[Stored items]
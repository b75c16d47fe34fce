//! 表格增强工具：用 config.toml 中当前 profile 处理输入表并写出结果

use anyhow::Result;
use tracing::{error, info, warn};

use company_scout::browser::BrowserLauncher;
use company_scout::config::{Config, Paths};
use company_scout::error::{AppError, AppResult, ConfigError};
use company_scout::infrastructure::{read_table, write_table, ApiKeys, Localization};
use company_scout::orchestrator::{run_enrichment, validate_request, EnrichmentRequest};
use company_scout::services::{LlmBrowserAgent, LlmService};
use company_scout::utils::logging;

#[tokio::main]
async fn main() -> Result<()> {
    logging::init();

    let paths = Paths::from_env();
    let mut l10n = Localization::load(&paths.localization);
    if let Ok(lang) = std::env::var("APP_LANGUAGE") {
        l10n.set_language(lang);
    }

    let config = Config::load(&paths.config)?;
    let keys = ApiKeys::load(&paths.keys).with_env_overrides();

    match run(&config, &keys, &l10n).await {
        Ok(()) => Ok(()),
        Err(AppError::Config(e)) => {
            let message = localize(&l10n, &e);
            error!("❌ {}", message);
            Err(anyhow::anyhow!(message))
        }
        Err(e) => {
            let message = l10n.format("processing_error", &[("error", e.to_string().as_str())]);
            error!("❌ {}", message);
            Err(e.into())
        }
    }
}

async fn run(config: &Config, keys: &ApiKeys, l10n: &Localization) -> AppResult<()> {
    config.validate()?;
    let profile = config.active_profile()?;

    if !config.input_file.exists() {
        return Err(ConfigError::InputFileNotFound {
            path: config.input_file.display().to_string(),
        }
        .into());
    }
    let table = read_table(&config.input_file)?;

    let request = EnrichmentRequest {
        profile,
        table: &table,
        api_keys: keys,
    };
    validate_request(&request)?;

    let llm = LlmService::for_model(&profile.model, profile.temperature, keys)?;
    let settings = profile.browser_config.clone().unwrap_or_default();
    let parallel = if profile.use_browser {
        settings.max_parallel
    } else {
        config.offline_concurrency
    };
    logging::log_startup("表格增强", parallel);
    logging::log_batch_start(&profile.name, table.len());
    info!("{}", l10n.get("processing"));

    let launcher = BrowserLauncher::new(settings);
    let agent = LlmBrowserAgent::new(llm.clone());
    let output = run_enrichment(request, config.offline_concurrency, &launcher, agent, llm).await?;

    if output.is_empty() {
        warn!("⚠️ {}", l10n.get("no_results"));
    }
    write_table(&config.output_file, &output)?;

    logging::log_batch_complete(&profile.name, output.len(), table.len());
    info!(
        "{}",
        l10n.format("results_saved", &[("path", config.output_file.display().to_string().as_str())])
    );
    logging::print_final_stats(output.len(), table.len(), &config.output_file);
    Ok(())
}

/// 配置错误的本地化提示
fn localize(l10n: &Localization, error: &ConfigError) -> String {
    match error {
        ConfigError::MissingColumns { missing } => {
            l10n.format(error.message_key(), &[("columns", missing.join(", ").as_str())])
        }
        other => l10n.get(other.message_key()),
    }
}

Your objective -> Return all entries exactly.

Response to this task ->
repository b75c16d47fe34fce
//! 表格增强工具：用 config.toml 中当前 profile 处理输入表并写出结果

use anyhow::Result;
use tracing::{error, info, warn};

use company_scout::browser::BrowserLauncher;
use company_scout::config::{Config, Paths};
use company_scout::error::{AppError, AppResult, ConfigError};
use company_scout::infrastructure::{read_table, write_table, ApiKeys, Localization};
use company_scout::orchestrator::{run_enrichment, validate_request, EnrichmentRequest};
use company_scout::services::{LlmBrowserAgent, LlmService};
use company_scout::utils::logging;

#[tokio::main]
async fn main() -> Result<()> {
    logging::init();

    let paths = Paths::from_env();
    let mut l10n = Localization::load(&paths.localization);
    if let Ok(lang) = std::env::var("APP_LANGUAGE") {
        l10n.set_language(lang);
    }

    let config = Config::load(&paths.config)?;
    let keys = ApiKeys::load(&paths.keys).with_env_overrides();

    match run(&config, &keys, &l10n).await {
        Ok(()) => Ok(()),
        Err(AppError::Config(e)) => {
            let message = localize(&l10n, &e);
            error!("❌ {}", message);
            Err(anyhow::anyhow!(message))
        }
        Err(e) => {
            let message = l10n.format("processing_error", &[("error", e.to_string().as_str())]);
            error!("❌ {}", message);
            Err(e.into())
        }
    }
}

async fn run(config: &Config, keys: &ApiKeys, l10n: &Localization) -> AppResult<()> {
    config.validate()?;
    let profile = config.active_profile()?;

    if !config.input_file.exists() {
        return Err(ConfigError::InputFileNotFound {
            path: config.input_file.display().to_string(),
        }
        .into());
    }
    let table = read_table(&config.input_file)?;

    let request = EnrichmentRequest {
        profile,
        table: &table,
        api_keys: keys,
    };
    validate_request(&request)?;

    let llm = LlmService::for_model(&profile.model, profile.temperature, keys)?;
    let settings = profile.browser_config.clone().unwrap_or_default();
    let parallel = if profile.use_browser {
        settings.max_parallel
    } else {
        config.offline_concurrency
    };
    logging::log_startup("表格增强", parallel);
    logging::log_batch_start(&profile.name, table.len());
    info!("{}", l10n.get("processing"));

    let launcher = BrowserLauncher::new(settings);
    let agent = LlmBrowserAgent::new(llm.clone());
    let output = run_enrichment(request, config.offline_concurrency, &launcher, agent, llm).await?;

    if output.is_empty() {
        warn!("⚠️ {}", l10n.get("no_results"));
    }
    write_table(&config.output_file, &output)?;

    logging::log_batch_complete(&profile.name, output.len(), table.len());
    info!(
        "{}",
        l10n.format("results_saved", &[("path", config.output_file.display().to_string().as_str())])
    );
    logging::print_final_stats(output.len(), table.len(), &config.output_file);
    Ok(())
}

/// 配置错误的本地化提示
fn localize(l10n: &Localization, error: &ConfigError) -> String {
    match error {
        ConfigError::MissingColumns { missing } => {
            l10n.format(error.message_key(), &[("columns", missing.join(", ").as_str())])
        }
        other => l10n.get(other.message_key()),
    }
}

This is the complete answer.